WHAT YOU ARE ASKED TO DO:
Once you reach the line containing "-> Result<Verification, AnchorError>" in the entries below, write out that line and each one after it down to the line containing "let message_id = record.message_id.clone();", exactly and with nothing added.
+++
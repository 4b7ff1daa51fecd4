//! Anchoring — commit message fingerprints to an external ledger and check
//! them later.
//!
//! The ledger is a collaborator: it stores `(message_id, hash)` commitments
//! and answers whether a given id was committed with a given hash. It never
//! sees plaintext and never recomputes anything.

use crate::message::MessageFields;
use async_trait::async_trait;
use parking_lot::RwLock;
use serde::{Deserialize, Serialize};
use std::collections::HashMap;
use std::sync::Arc;
use thiserror::Error;
use tracing::{debug, warn};

#[derive(Debug, Clone, PartialEq, Eq, Error)]
pub enum AnchorError {
    #[error("Message {0} already committed")]
    Duplicate(String),
    #[error("Anchoring service unavailable: {0}")]
    Unavailable(String),
}

/// What gets committed for every sent message
#[derive(Debug, Clone, PartialEq, Eq, Serialize, Deserialize)]
#[serde(rename_all = "camelCase")]
pub struct CommitmentRecord {
    pub message_id: String,
    pub from: String,
    pub to: String,
    pub hash: String,
    pub timestamp: u64,
}

impl CommitmentRecord {
    pub fn for_message(message: &crate::message::Message) -> Self {
        Self {
            message_id: message.id.clone(),
            from: message.from.clone(),
            to: message.to.clone(),
            hash: message.hash.clone(),
            timestamp: message.timestamp,
        }
    }
}

/// External anchoring service contract
#[cfg_attr(test, mockall::automock)]
#[async_trait]
pub trait Anchor: Send + Sync {
    /// Record a commitment
    async fn commit(&self, record: CommitmentRecord) -> Result<(), AnchorError>;

    /// Whether `message_id` was committed with exactly `expected_hash`
    async fn verify(&self, message_id: &str, expected_hash: &str) -> Result<bool, AnchorError>;
}

/// In-process anchor keyed by message id
#[derive(Debug, Default)]
pub struct MemoryAnchor {
    records: RwLock<HashMap<String, CommitmentRecord>>,
}

impl MemoryAnchor {
    pub fn new() -> Self {
        Self::default()
    }

    pub fn len(&self) -> usize {
        self.records.read().len()
    }

    pub fn is_empty(&self) -> bool {
        self.len() == 0
    }

    pub fn get(&self, message_id: &str) -> Option<CommitmentRecord> {
        self.records.read().get(message_id).cloned()
    }
}

#[async_trait]
impl Anchor for MemoryAnchor {
    async fn commit(&self, record: CommitmentRecord) -> Result<(), AnchorError> {
        let mut records = self.records.write();
        if records.contains_key(&record.message_id) {
            return Err(AnchorError::Duplicate(record.message_id));
        }
        records.insert(record.message_id.clone(), record);
        Ok(())
    }

    async fn verify(&self, message_id: &str, expected_hash: &str) -> Result<bool, AnchorError> {
        Ok(self
            .records
            .read()
            .get(message_id)
            .map_or(false, |record| record.hash == expected_hash))
    }
}

/// Outcome of checking a message against its claimed hash and the ledger.
///
/// `Unanchored` is a valid fingerprint that was never committed; it is kept
/// apart from `Anchored` on purpose.
#[derive(Debug, Clone, Copy, PartialEq, Eq, Serialize, Deserialize)]
#[serde(rename_all = "lowercase")]
pub enum Verification {
    /// The fields do not fingerprint to the hash
    Mismatch,
    /// Fingerprint matches, no commitment on record
    Unanchored,
    /// Fingerprint matches and the ledger holds it
    Anchored,
}

impl Verification {
    /// The single boolean answer: valid and anchored
    pub fn is_verified(self) -> bool {
        self == Verification::Anchored
    }

    pub fn is_intact(self) -> bool {
        self != Verification::Mismatch
    }
}

impl std::fmt::Display for Verification {
    fn fmt(&self, f: &mut std::fmt::Formatter<'_>) -> std::fmt::Result {
        match self {
            Verification::Mismatch => write!(f, "mismatch"),
            Verification::Unanchored => write!(f, "valid but unanchored"),
            Verification::Anchored => write!(f, "valid and anchored"),
        }
    }
}

/// Recompute the fingerprint of `fields`, compare with `hash`, then ask the
/// anchor whether that commitment exists.
pub async fn verify(
    anchor: &dyn Anchor,
    hash: &str,
    fields: &MessageFields,
) -> Result<Verification, AnchorError> {
    if fields.fingerprint() != hash {
        return Ok(Verification::Mismatch);
    }

    if anchor.verify(&fields.id, hash).await? {
        Ok(Verification::Anchored)
    } else {
        Ok(Verification::Unanchored)
    }
}

/// Commit on a background task. Failures are logged, never surfaced.
pub fn spawn_commit(anchor: Arc<dyn Anchor>, record: CommitmentRecord) {
    tokio::spawn(async move {
        let message_id = record.message_id.clone();
        match anchor.commit(record).await {
            Ok(()) => debug!("Committed message {}", message_id),
            Err(e) => warn!("Commit for message {} failed: {}", message_id, e),
        }
    });
}
// Message module — plaintext messages, their sealed wire form and framing

pub mod codec;
pub mod types;

pub use codec::{check_content, decode_sealed, encode_sealed, CodecError};
pub use types::{Message, MessageFields, SealedMessage};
+++
FINISHED TASK:
) -> Result<Verification, AnchorError> {
    if fields.fingerprint() != hash {
        return Ok(Verification::Mismatch);
    }

    if anchor.verify(&fields.id, hash).await? {
        Ok(Verification::Anchored)
    } else {
        Ok(Verification::Unanchored)
    }
}

/// Commit on a background task. Failures are logged, never surfaced.
pub fn spawn_commit(anchor: Arc<dyn Anchor>, record: CommitmentRecord) {
    tokio::spawn(async move {
        let message_id = record.message_id.clone();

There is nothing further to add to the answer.